Walk in file, dance in line,
take another leap toward an early grave now.
Imagine waking and sensing that the strangest fact is not your troubles but that you are here at all. In his 1927 work Being and Time, Martin Heidegger turns our gaze to that plain astonishment. We arrive unbidden, born into histories and habits we did not choose, and yet must answer for how we live among them. Time is not the clock on the wall, but the stretch of memory behind us and possibility before us, narrowing toward death. Most days, we drift with the crowd’s murmur. Then a tremour of fear and loss clears the air, and we feel the brief, stern charge of choosing our own life.
Lachlan P. Rother, operating as Ohms, has taken a page from Heidegger and wired it straight into the dancefloor. Geworfenheit, that famously thorny term about being thrown headfirst into existence, becomes less a seminar topic and more a wiry, kinetic groove you can move your hips to while pondering cosmic injustice. Born into a world you didn’t choose, handed a script you didn’t write, and still expected to improvise: that’s the thesis. Rother makes it swing.
The man’s résumé reads like a roll call of Melbourne’s underground circuitry: U-Bahn, GLASNOST, High Control Group, and you can hear that lineage in the bones of this track. The arrangement jitters with odd time signatures and rhythmic guitar figures that feel like they’ve been diagrammed, dismantled, and reassembled with deliberate mischief. Dissected drum patterns skitter beneath it all, forming a nervous but danceable groove that nods toward Talking Heads’ twitchy intellect, Yacht’s playful precision, and The Contortions’ crooked funk. Then come the wacky breakbeats, tipping their hat to Regurgitator, Sparks, DEVO, and more, because sometimes existential dread needs a little hip-hop shimmy. We also love a vibraslap moment, and this one delivers the goods in spades.

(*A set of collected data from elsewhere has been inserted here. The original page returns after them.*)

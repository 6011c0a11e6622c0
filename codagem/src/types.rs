use chrono::{DateTime, Utc};
use serde::{Deserialize, Serialize};
use std::net::IpAddr;

/// Status de um endpoint monitorado
#[derive(Debug, Clone, Copy, Serialize, Deserialize, PartialEq, Eq, Default)]
#[serde(rename_all = "lowercase")]
pub enum EndpointStatus {
    #[default]
    Unknown,
    Online,
    Offline,
    Error,
}

/// Motivo de falha de uma probe
#[derive(Debug, Clone, Copy, Serialize, Deserialize, PartialEq, Eq)]
#[serde(rename_all = "snake_case")]
pub enum FailureReason {
    Timeout,
    Unreachable,
    /// Nunca ocorre com literais IP, mantido para o parser do comando `ping`.
    DnsError,
    PermissionDenied,
    Unknown,
}

/// Resultado de uma única probe (echo request com espera limitada)
#[derive(Debug, Clone, Serialize, Deserialize, PartialEq)]
#[serde(rename_all = "camelCase")]
pub struct ProbeResult {
    pub success: bool,
    pub latency_ms: Option<f64>,
    pub failure_reason: Option<FailureReason>,
    pub timestamp: DateTime<Utc>,
}

impl ProbeResult {
    pub fn success(latency_ms: f64) -> Self {
        Self {
            success: true,
            latency_ms: Some(latency_ms.max(0.0)),
            failure_reason: None,
            timestamp: Utc::now(),
        }
    }

    pub fn failure(reason: FailureReason) -> Self {
        Self {
            success: false,
            latency_ms: None,
            failure_reason: Some(reason),
            timestamp: Utc::now(),
        }
    }
}

/// Fase do ciclo de vida de uma sessão de monitoramento
#[derive(Debug, Clone, Copy, Serialize, Deserialize, PartialEq, Eq)]
#[serde(rename_all = "lowercase")]
pub enum SessionPhase {
    Created,
    Running,
    Cancelling,
    Terminated,
}

/// Resumo de uma sessão ativa, exposto por `GET /monitor`
#[derive(Debug, Clone, Serialize, Deserialize)]
pub struct ActiveSession {
    pub address: IpAddr,
    pub phase: SessionPhase,
}

/// Resposta de uma probe avulsa (fora de qualquer sessão)
#[derive(Debug, Clone, Serialize, Deserialize)]
#[serde(rename_all = "camelCase")]
pub struct OneShotProbe {
    pub address: IpAddr,
    #[serde(flatten)]
    pub result: ProbeResult,
}
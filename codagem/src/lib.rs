//! Monitor contínuo de alcançabilidade de rede.
//!
//! Sessões por endereço executam probes periódicas e mantêm estatísticas de
//! latência e perda consultáveis a qualquer momento.

pub mod api;
pub mod config;
pub mod endpoint;
pub mod error;
pub mod ping;
pub mod registry;
pub mod session;
pub mod storage;
pub mod types;
pub mod validator;

pub use endpoint::EndpointState;
pub use error::MonitorError;
pub use registry::{EndpointStats, MonitorRegistry, StartOutcome};
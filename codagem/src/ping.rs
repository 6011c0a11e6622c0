//! ping.rs — Execução de uma única probe com tempo limitado
//!
//! Dois mecanismos: o comando `ping` do sistema e sockets ICMP nativos via
//! surge-ping. Ambos ficam atrás do trait `Prober`; o `ProbeExecutor` impõe o
//! limite rígido de `timeout + margem` e abandona a probe que estourar.

use crate::config::ProbeBackend;
use crate::types::{FailureReason, ProbeResult};
use async_trait::async_trait;
use std::io;
use std::net::IpAddr;
use std::process::Stdio;
use std::sync::Arc;
use std::time::Instant;
use surge_ping::{Client, Config as SurgeConfig, ICMP, PingIdentifier, PingSequence, SurgeError};
use thiserror::Error;
use tokio::process::Command;
use tokio::time::{Duration, timeout};
use tracing::{debug, warn};

/// Falhas que impedem a criação do mecanismo de probe. Encerram a sessão.
#[derive(Debug, Error)]
pub enum ProbeError {
    #[error("executável `{program}` indisponível: {source}")]
    Unavailable {
        program: String,
        #[source]
        source: io::Error,
    },
    #[error("falha ao criar socket ICMP: {0}")]
    Socket(#[source] io::Error),
    #[error("backend sem suporte a {0}")]
    Unsupported(&'static str),
}

/// Mecanismo de probe. Sem estado; seguro para chamadas concorrentes em
/// endereços diferentes.
#[async_trait]
pub trait Prober: Send + Sync {
    /// Executa um echo request contra `address`, esperando no máximo `timeout`.
    async fn probe(&self, address: IpAddr, timeout: Duration) -> Result<ProbeResult, ProbeError>;

    /// Nome do backend para logging.
    fn name(&self) -> &'static str;
}

/// Cria o prober configurado.
pub fn build_prober(backend: ProbeBackend) -> Result<Arc<dyn Prober>, ProbeError> {
    Ok(match backend {
        ProbeBackend::Command => Arc::new(CommandProber::default()),
        ProbeBackend::Icmp => Arc::new(IcmpProber::new()?),
    })
}

/// Probe via comando `ping` do sistema.
#[derive(Debug, Clone)]
pub struct CommandProber {
    program: String,
}

impl Default for CommandProber {
    fn default() -> Self {
        Self::new("ping")
    }
}

impl CommandProber {
    pub fn new(program: impl Into<String>) -> Self {
        Self {
            program: program.into(),
        }
    }
}

#[async_trait]
impl Prober for CommandProber {
    async fn probe(&self, address: IpAddr, limit: Duration) -> Result<ProbeResult, ProbeError> {
        // -W só aceita segundos inteiros em versões antigas do iputils;
        // o timeout do tokio abaixo garante o limite real.
        let wait_secs = limit.as_secs_f64().ceil().max(1.0) as u64;

        let mut cmd = Command::new(&self.program);
        if address.is_ipv6() {
            cmd.arg("-6");
        } else {
            cmd.arg("-4");
        }
        cmd.arg("-n")
            .arg("-c")
            .arg("1")
            .arg("-W")
            .arg(wait_secs.to_string())
            .arg(address.to_string())
            .stdin(Stdio::null())
            .kill_on_drop(true);

        let start = Instant::now();
        let output = match timeout(limit, cmd.output()).await {
            Ok(Ok(output)) => output,
            Ok(Err(e))
                if matches!(
                    e.kind(),
                    io::ErrorKind::NotFound | io::ErrorKind::PermissionDenied
                ) =>
            {
                return Err(ProbeError::Unavailable {
                    program: self.program.clone(),
                    source: e,
                });
            }
            Ok(Err(e)) => {
                debug!("[PING {}] Erro ao executar ping: {}", address, e);
                return Ok(ProbeResult::failure(FailureReason::Unknown));
            }
            // Timeout explícito; o processo filho morre junto com o future
            Err(_) => return Ok(ProbeResult::failure(FailureReason::Timeout)),
        };
        let elapsed_ms = start.elapsed().as_secs_f64() * 1000.0;

        let mut text = String::from_utf8_lossy(&output.stdout).into_owned();
        text.push('\n');
        text.push_str(&String::from_utf8_lossy(&output.stderr));

        if output.status.success() {
            let latency = parse_latency(&text).unwrap_or_else(|| {
                debug!(
                    "[PING {}] Latência não encontrada na saída, usando tempo medido.",
                    address
                );
                elapsed_ms
            });
            Ok(ProbeResult::success(latency))
        } else {
            Ok(ProbeResult::failure(classify_output(&text)))
        }
    }

    fn name(&self) -> &'static str {
        "command"
    }
}

/// Extrai a latência de `time=12.3 ms` (ou `time<1 ms`) da saída do ping.
pub fn parse_latency(output: &str) -> Option<f64> {
    output.lines().find_map(|line| {
        let start = line.find("time=").or_else(|| line.find("time<"))? + "time=".len();
        let value: String = line[start..]
            .chars()
            .take_while(|c| c.is_ascii_digit() || *c == '.')
            .collect();
        value.parse::<f64>().ok()
    })
}

/// Classifica a saída de um ping que falhou.
pub fn classify_output(output: &str) -> FailureReason {
    let lower = output.to_lowercase();
    if lower.contains("permission denied") || lower.contains("operation not permitted") {
        FailureReason::PermissionDenied
    } else if lower.contains("unreachable") {
        FailureReason::Unreachable
    } else if lower.contains("name or service not known") {
        FailureReason::DnsError
    } else if lower.contains("100% packet loss") {
        FailureReason::Timeout
    } else {
        FailureReason::Unknown
    }
}

/// Probe via socket ICMP (surge-ping).
pub struct IcmpProber {
    v4: Client,
    v6: Option<Client>,
}

impl IcmpProber {
    pub fn new() -> Result<Self, ProbeError> {
        let v4 = Client::new(&SurgeConfig::default()).map_err(ProbeError::Socket)?;
        let v6 = match Client::new(&SurgeConfig::builder().kind(ICMP::V6).build()) {
            Ok(client) => Some(client),
            Err(e) => {
                warn!("Socket ICMPv6 indisponível, endereços IPv6 não serão monitorados: {}", e);
                None
            }
        };
        Ok(Self { v4, v6 })
    }
}

#[async_trait]
impl Prober for IcmpProber {
    async fn probe(&self, address: IpAddr, limit: Duration) -> Result<ProbeResult, ProbeError> {
        let client = match address {
            IpAddr::V4(_) => &self.v4,
            IpAddr::V6(_) => self.v6.as_ref().ok_or(ProbeError::Unsupported("IPv6"))?,
        };

        let payload = [0u8; 56];
        let mut pinger = client.pinger(address, PingIdentifier(rand::random())).await;
        pinger.timeout(limit);

        let result = match pinger.ping(PingSequence(0), &payload).await {
            Ok((_, rtt)) => ProbeResult::success(rtt.as_secs_f64() * 1000.0),
            Err(SurgeError::Timeout { .. }) => ProbeResult::failure(FailureReason::Timeout),
            Err(SurgeError::IOError(e)) => ProbeResult::failure(classify_io(&e)),
            Err(e) => {
                debug!("[PING {}] Erro ICMP: {}", address, e);
                ProbeResult::failure(FailureReason::Unknown)
            }
        };
        Ok(result)
    }

    fn name(&self) -> &'static str {
        "icmp"
    }
}

fn classify_io(error: &io::Error) -> FailureReason {
    match error.kind() {
        io::ErrorKind::PermissionDenied => FailureReason::PermissionDenied,
        io::ErrorKind::NetworkUnreachable | io::ErrorKind::HostUnreachable => {
            FailureReason::Unreachable
        }
        io::ErrorKind::TimedOut => FailureReason::Timeout,
        _ => FailureReason::Unknown,
    }
}

/// Executor de probes com limite rígido e tentativas múltiplas.
#[derive(Clone)]
pub struct ProbeExecutor {
    prober: Arc<dyn Prober>,
    grace: Duration,
    attempts: usize,
}

impl ProbeExecutor {
    pub fn new(prober: Arc<dyn Prober>, grace: Duration, attempts: usize) -> Self {
        Self {
            prober,
            grace,
            attempts: attempts.max(1),
        }
    }

    pub fn backend(&self) -> &'static str {
        self.prober.name()
    }

    /// Executa uma probe. Nunca bloqueia mais que `timeout + grace`.
    ///
    /// Com várias tentativas, o timeout é dividido entre elas e o limite
    /// rígido vale para o conjunto. A probe tem sucesso se qualquer tentativa
    /// teve, com a média das latências bem-sucedidas; senão falha com o
    /// último motivo.
    pub async fn probe(&self, address: IpAddr, limit: Duration) -> Result<ProbeResult, ProbeError> {
        let per_attempt = (limit / self.attempts as u32).max(Duration::from_millis(1));
        let bound = limit + self.grace;
        let mut latencies = Vec::with_capacity(self.attempts);
        let mut last_failure = None;

        let attempts = async {
            for _ in 0..self.attempts {
                let result = self.single(address, per_attempt).await?;
                match result.latency_ms {
                    Some(latency) if result.success => latencies.push(latency),
                    _ => last_failure = result.failure_reason,
                }
            }
            Ok::<(), ProbeError>(())
        };
        let outcome = timeout(bound, attempts).await;
        match outcome {
            Ok(result) => result?,
            Err(_) => {
                warn!(
                    "[PING {}] Tentativas não terminaram em {:?}, abandonadas.",
                    address, bound
                );
                last_failure = Some(FailureReason::Timeout);
            }
        }

        if latencies.is_empty() {
            Ok(ProbeResult::failure(last_failure.unwrap_or(FailureReason::Unknown)))
        } else {
            let avg = latencies.iter().sum::<f64>() / latencies.len() as f64;
            Ok(ProbeResult::success(avg))
        }
    }

    async fn single(&self, address: IpAddr, limit: Duration) -> Result<ProbeResult, ProbeError> {
        match timeout(limit + self.grace, self.prober.probe(address, limit)).await {
            Ok(result) => result,
            Err(_) => {
                warn!(
                    "[PING {}] Probe não terminou em {:?}, abandonada.",
                    address,
                    limit + self.grace
                );
                Ok(ProbeResult::failure(FailureReason::Timeout))
            }
        }
    }
}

Instead of shouting into the void, Rother offers a carefully measured diagnosis of the void itself, dissecting the economics of despair with an engineer’s clarity and a poet’s fatal shrug. Free will gets exorcised in real time, right there between the snappy snare hits and the elastic bass.

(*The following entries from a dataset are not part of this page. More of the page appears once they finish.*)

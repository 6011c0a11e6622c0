use crate::ping::ProbeError;
use thiserror::Error;

/// Erros devolvidos pelas operações do registro de monitoramento.
///
/// Falhas de probe não aparecem aqui: são dados, registrados no estado do
/// endpoint.
#[derive(Debug, Error)]
pub enum MonitorError {
    #[error("endereço inválido: {0}")]
    InvalidAddress(String),

    #[error("limite de sessões atingido ({limit}), monitoramento não iniciado")]
    ResourceExhaustion { limit: usize },

    #[error("probe indisponível: {0}")]
    ProbeUnavailable(#[from] ProbeError),
}

pub type Result<T> = std::result::Result<T, MonitorError>;
#[cfg(test)]
mod tests {
    use super::*;
    use crate::ping::CommandProber;
    use crate::ping::testing::{ScriptedProber, Step};
    use crate::types::{EndpointStatus, FailureReason, SessionPhase};
    use tokio::time::sleep;

    fn config(interval_ms: u64, probe_timeout_ms: u64) -> Config {
        Config {
            interval_ms,
            probe_timeout_ms,
            probe_grace_ms: 20,
            stop_grace_ms: 500,
            ..Config::default()
        }
    }

    fn registry(config: &Config, prober: ScriptedProber) -> (MonitorRegistry, Arc<ScriptedProber>) {
        let prober = Arc::new(prober);
        (MonitorRegistry::new(config, prober.clone()), prober)
    }

    fn replying() -> ScriptedProber {
        ScriptedProber::new(Step::Reply(0.05), Duration::from_millis(1))
    }

    #[tokio::test(start_paused = true)]
    async fn start_duplicado_mantem_uma_sessao() {
        let (registry, _) = registry(&config(200, 100), replying());

        assert_eq!(registry.start_monitoring("127.0.0.1").unwrap(), StartOutcome::Started);
        assert_eq!(
            registry.start_monitoring("127.0.0.1").unwrap(),
            StartOutcome::AlreadyRunning
        );
        assert_eq!(registry.active_count(), 1);
        assert_eq!(registry.active()[0].phase, SessionPhase::Running);
        registry.shutdown().await;
    }

    #[tokio::test]
    async fn endereco_invalido_nao_toca_estado() {
        let (registry, prober) = registry(&config(200, 100), replying());

        for bad in ["999.1.1.1", "not-an-ip", ""] {
            assert!(matches!(
                registry.start_monitoring(bad),
                Err(MonitorError::InvalidAddress(_))
            ));
            assert!(matches!(
                registry.stop_monitoring(bad).await,
                Err(MonitorError::InvalidAddress(_))
            ));
        }
        assert_eq!(registry.active_count(), 0);
        assert!(registry.store.is_empty());
        assert_eq!(prober.calls(), 0);
    }

    #[tokio::test]
    async fn stop_sem_sessao_e_noop() {
        let (registry, _) = registry(&config(200, 100), replying());
        assert!(registry.stop_monitoring("1.2.3.4").await.unwrap().is_none());
        assert!(registry.store.is_empty());
        assert_eq!(registry.active_count(), 0);
    }

    #[tokio::test]
    async fn stats_sem_historico_tem_forma_vazia() {
        let (registry, _) = registry(&config(200, 100), replying());
        let stats = registry.get_stats("1.2.3.4").unwrap();
        assert!(!stats.monitored);
        assert_eq!(stats.state.status, EndpointStatus::Unknown);
        assert_eq!(stats.state.total_probes, 0);
        assert_eq!(stats.state.loss_percent, 100.0);
        assert_eq!(stats.state.stats.avg, None);
        assert!(registry.store.is_empty());
    }

    #[tokio::test(start_paused = true)]
    async fn loopback_por_um_segundo() {
        let (registry, _) = registry(&config(200, 100), replying());
        registry.start_monitoring("127.0.0.1").unwrap();

        sleep(Duration::from_millis(1000)).await;
        let stats = registry.get_stats("127.0.0.1").unwrap();
        assert!(stats.monitored);
        assert!((4..=6).contains(&stats.state.total_probes));
        assert_eq!(stats.state.successful_probes, stats.state.total_probes);
        assert_eq!(stats.state.status, EndpointStatus::Online);
        assert_eq!(stats.state.loss_percent, 0.0);
        registry.shutdown().await;
    }

    #[tokio::test(start_paused = true)]
    async fn endereco_nao_roteavel_fica_offline() {
        let (registry, _) = registry(
            &config(200, 50),
            ScriptedProber::new(Step::Fail(FailureReason::Timeout), Duration::from_millis(50)),
        );
        registry.start_monitoring("10.255.255.1").unwrap();

        sleep(Duration::from_millis(1000)).await;
        let state = registry.get_stats("10.255.255.1").unwrap().state;
        assert!(state.total_probes >= 3);
        assert_eq!(state.failed_probes, state.total_probes);
        assert!(state.consecutive_failures >= 3);
        assert_eq!(state.status, EndpointStatus::Offline);
        assert_eq!(state.loss_percent, 100.0);
        registry.shutdown().await;
    }

    #[tokio::test(start_paused = true)]
    async fn stop_remove_estado_mesmo_com_probe_em_voo() {
        let (registry, prober) = registry(
            &config(200, 1000),
            ScriptedProber::new(Step::Reply(1.0), Duration::from_millis(300)),
        );
        registry.start_monitoring("192.0.2.7").unwrap();
        sleep(Duration::from_millis(700)).await;
        let calls = prober.calls();

        let final_state = registry.stop_monitoring("192.0.2.7").await.unwrap().unwrap();
        assert_eq!(final_state.total_probes, 2);
        assert!(!registry.get_stats("192.0.2.7").unwrap().monitored);

        sleep(Duration::from_millis(2000)).await;
        assert!(!registry.get_stats("192.0.2.7").unwrap().monitored);
        assert_eq!(prober.calls(), calls);
        assert_eq!(registry.active_count(), 0);
    }

    #[tokio::test(start_paused = true)]
    async fn stop_com_probe_pendurada_respeita_grace() {
        let mut cfg = config(200, 100);
        cfg.stop_grace_ms = 50;
        let (registry, _) = registry(&cfg, ScriptedProber::new(Step::Hang, Duration::ZERO));
        registry.start_monitoring("192.0.2.8").unwrap();
        sleep(Duration::from_millis(10)).await;

        let start = tokio::time::Instant::now();
        registry.stop_monitoring("192.0.2.8").await.unwrap();
        assert!(start.elapsed() <= Duration::from_millis(50));
        assert!(!registry.get_stats("192.0.2.8").unwrap().monitored);
    }

    #[tokio::test(start_paused = true)]
    async fn restart_comeca_do_zero() {
        let (registry, _) = registry(&config(100, 50), replying());
        registry.start_monitoring("192.0.2.9").unwrap();
        sleep(Duration::from_millis(450)).await;
        registry.stop_monitoring("192.0.2.9").await.unwrap();

        registry.start_monitoring("192.0.2.9").unwrap();
        sleep(Duration::from_millis(50)).await;
        assert_eq!(registry.get_stats("192.0.2.9").unwrap().state.total_probes, 1);
        registry.shutdown().await;
    }

    #[tokio::test(start_paused = true)]
    async fn start_durante_stop_comeca_do_zero() {
        let (registry, _) = registry(&config(100, 50), replying());
        registry.start_monitoring("192.0.2.30").unwrap();
        sleep(Duration::from_millis(450)).await;
        let before = registry.get_stats("192.0.2.30").unwrap().state.total_probes;
        assert!(before >= 4);

        let stop = registry.stop_monitoring("192.0.2.30");
        tokio::pin!(stop);
        // avança o stop até a espera pela task antiga
        tokio::select! {
            biased;
            _ = &mut stop => panic!("stop terminou antes da task antiga rodar"),
            _ = std::future::ready(()) => {}
        }

        assert_eq!(registry.start_monitoring("192.0.2.30").unwrap(), StartOutcome::Started);
        assert_eq!(registry.get_stats("192.0.2.30").unwrap().state.total_probes, 0);

        let final_state = stop.await.unwrap().unwrap();
        assert_eq!(final_state.total_probes, before);

        sleep(Duration::from_millis(50)).await;
        let stats = registry.get_stats("192.0.2.30").unwrap();
        assert!(stats.monitored);
        assert_eq!(stats.state.total_probes, 1);
        assert_eq!(registry.active_count(), 1);
        registry.shutdown().await;
    }

    #[tokio::test(start_paused = true)]
    async fn limite_de_sessoes() {
        let mut cfg = config(200, 100);
        cfg.max_sessions = 2;
        let (registry, _) = registry(&cfg, replying());

        registry.start_monitoring("192.0.2.1").unwrap();
        registry.start_monitoring("192.0.2.2").unwrap();
        assert!(matches!(
            registry.start_monitoring("192.0.2.3"),
            Err(MonitorError::ResourceExhaustion { limit: 2 })
        ));
        assert!(!registry.get_stats("192.0.2.3").unwrap().monitored);
        // endereço já monitorado continua idempotente no limite
        assert_eq!(
            registry.start_monitoring("192.0.2.2").unwrap(),
            StartOutcome::AlreadyRunning
        );
        registry.shutdown().await;
        assert_eq!(registry.active_count(), 0);
        assert!(registry.store.is_empty());
    }

    #[tokio::test(start_paused = true)]
    async fn sessao_com_erro_fatal_sai_do_registro() {
        let (registry, prober) = registry(
            &config(100, 50),
            ScriptedProber::new(Step::Reply(1.0), Duration::ZERO).with_script([Step::Fatal]),
        );
        registry.start_monitoring("192.0.2.20").unwrap();
        sleep(Duration::from_millis(10)).await;
        assert_eq!(registry.active_count(), 0);
        let stats = registry.get_stats("192.0.2.20").unwrap();
        assert!(!stats.monitored);
        assert_eq!(stats.state.status, EndpointStatus::Error);

        // stop depois do término descarta o erro, novo start funciona
        assert!(registry.stop_monitoring("192.0.2.20").await.unwrap().is_none());
        assert_eq!(
            registry.get_stats("192.0.2.20").unwrap().state.status,
            EndpointStatus::Unknown
        );
        assert_eq!(registry.start_monitoring("192.0.2.20").unwrap(), StartOutcome::Started);
        sleep(Duration::from_millis(10)).await;
        assert_eq!(registry.get_stats("192.0.2.20").unwrap().state.status, EndpointStatus::Online);
        assert_eq!(prober.calls(), 2);
        registry.shutdown().await;
    }

    #[tokio::test(start_paused = true)]
    async fn enderecos_distintos_em_paralelo() {
        let (registry, _) = registry(&config(100, 50), replying());
        let addresses: Vec<String> = (1..=20).map(|i| format!("198.51.100.{i}")).collect();
        for address in &addresses {
            registry.start_monitoring(address).unwrap();
        }
        sleep(Duration::from_millis(1000)).await;

        for address in &addresses {
            let state = registry.get_stats(address).unwrap().state;
            assert!(state.total_probes >= 9);
            assert_eq!(state.total_probes, state.successful_probes + state.failed_probes);
            assert!(state.samples.len() <= state.max_samples());
        }
        registry.shutdown().await;
    }

    #[tokio::test(start_paused = true)]
    async fn probe_avulsa_nao_cria_estado() {
        let (registry, _) = registry(&config(200, 100), replying());
        let probe = registry.probe_once("::1").await.unwrap();
        assert!(probe.result.success);
        assert_eq!(probe.address.to_string(), "::1");
        assert!(registry.store.is_empty());
        assert!(matches!(
            registry.probe_once("localhost").await,
            Err(MonitorError::InvalidAddress(_))
        ));
    }

    #[tokio::test]
    #[ignore = "requer o comando ping e acesso ICMP ao loopback"]
    async fn loopback_real() {
        let registry = MonitorRegistry::new(&config(200, 100), Arc::new(CommandProber::default()));
        registry.start_monitoring("127.0.0.1").unwrap();
        sleep(Duration::from_millis(1000)).await;

        let state = registry.stop_monitoring("127.0.0.1").await.unwrap().unwrap();
        assert!((4..=6).contains(&state.total_probes));
        assert_eq!(state.successful_probes, state.total_probes);
        assert_eq!(state.status, EndpointStatus::Online);
        assert_eq!(state.loss_percent, 0.0);
    }

    #[tokio::test]
    #[ignore = "requer o comando ping"]
    async fn endereco_nao_roteavel_real() {
        let registry = MonitorRegistry::new(&config(200, 50), Arc::new(CommandProber::default()));
        registry.start_monitoring("10.255.255.1").unwrap();
        sleep(Duration::from_millis(1000)).await;

        let state = registry.stop_monitoring("10.255.255.1").await.unwrap().unwrap();
        assert_eq!(state.successful_probes, 0);
        assert_eq!(state.status, EndpointStatus::Offline);
        assert_eq!(state.loss_percent, 100.0);
    }
}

Rother wrote and performed the song himself, then teamed up with Andrew Robinson, Timothy Dunn, and Stuart Mackenzie of King Gizzard for recording, engineering, and mixing. The result balances clarity with just enough abrasion to keep things interesting.
Geworfenheit turns existential philosophy into something you can march and do a genuine David Byrne dance to, a reminder that being thrown into the world might be absurd, but it can also be hella fun.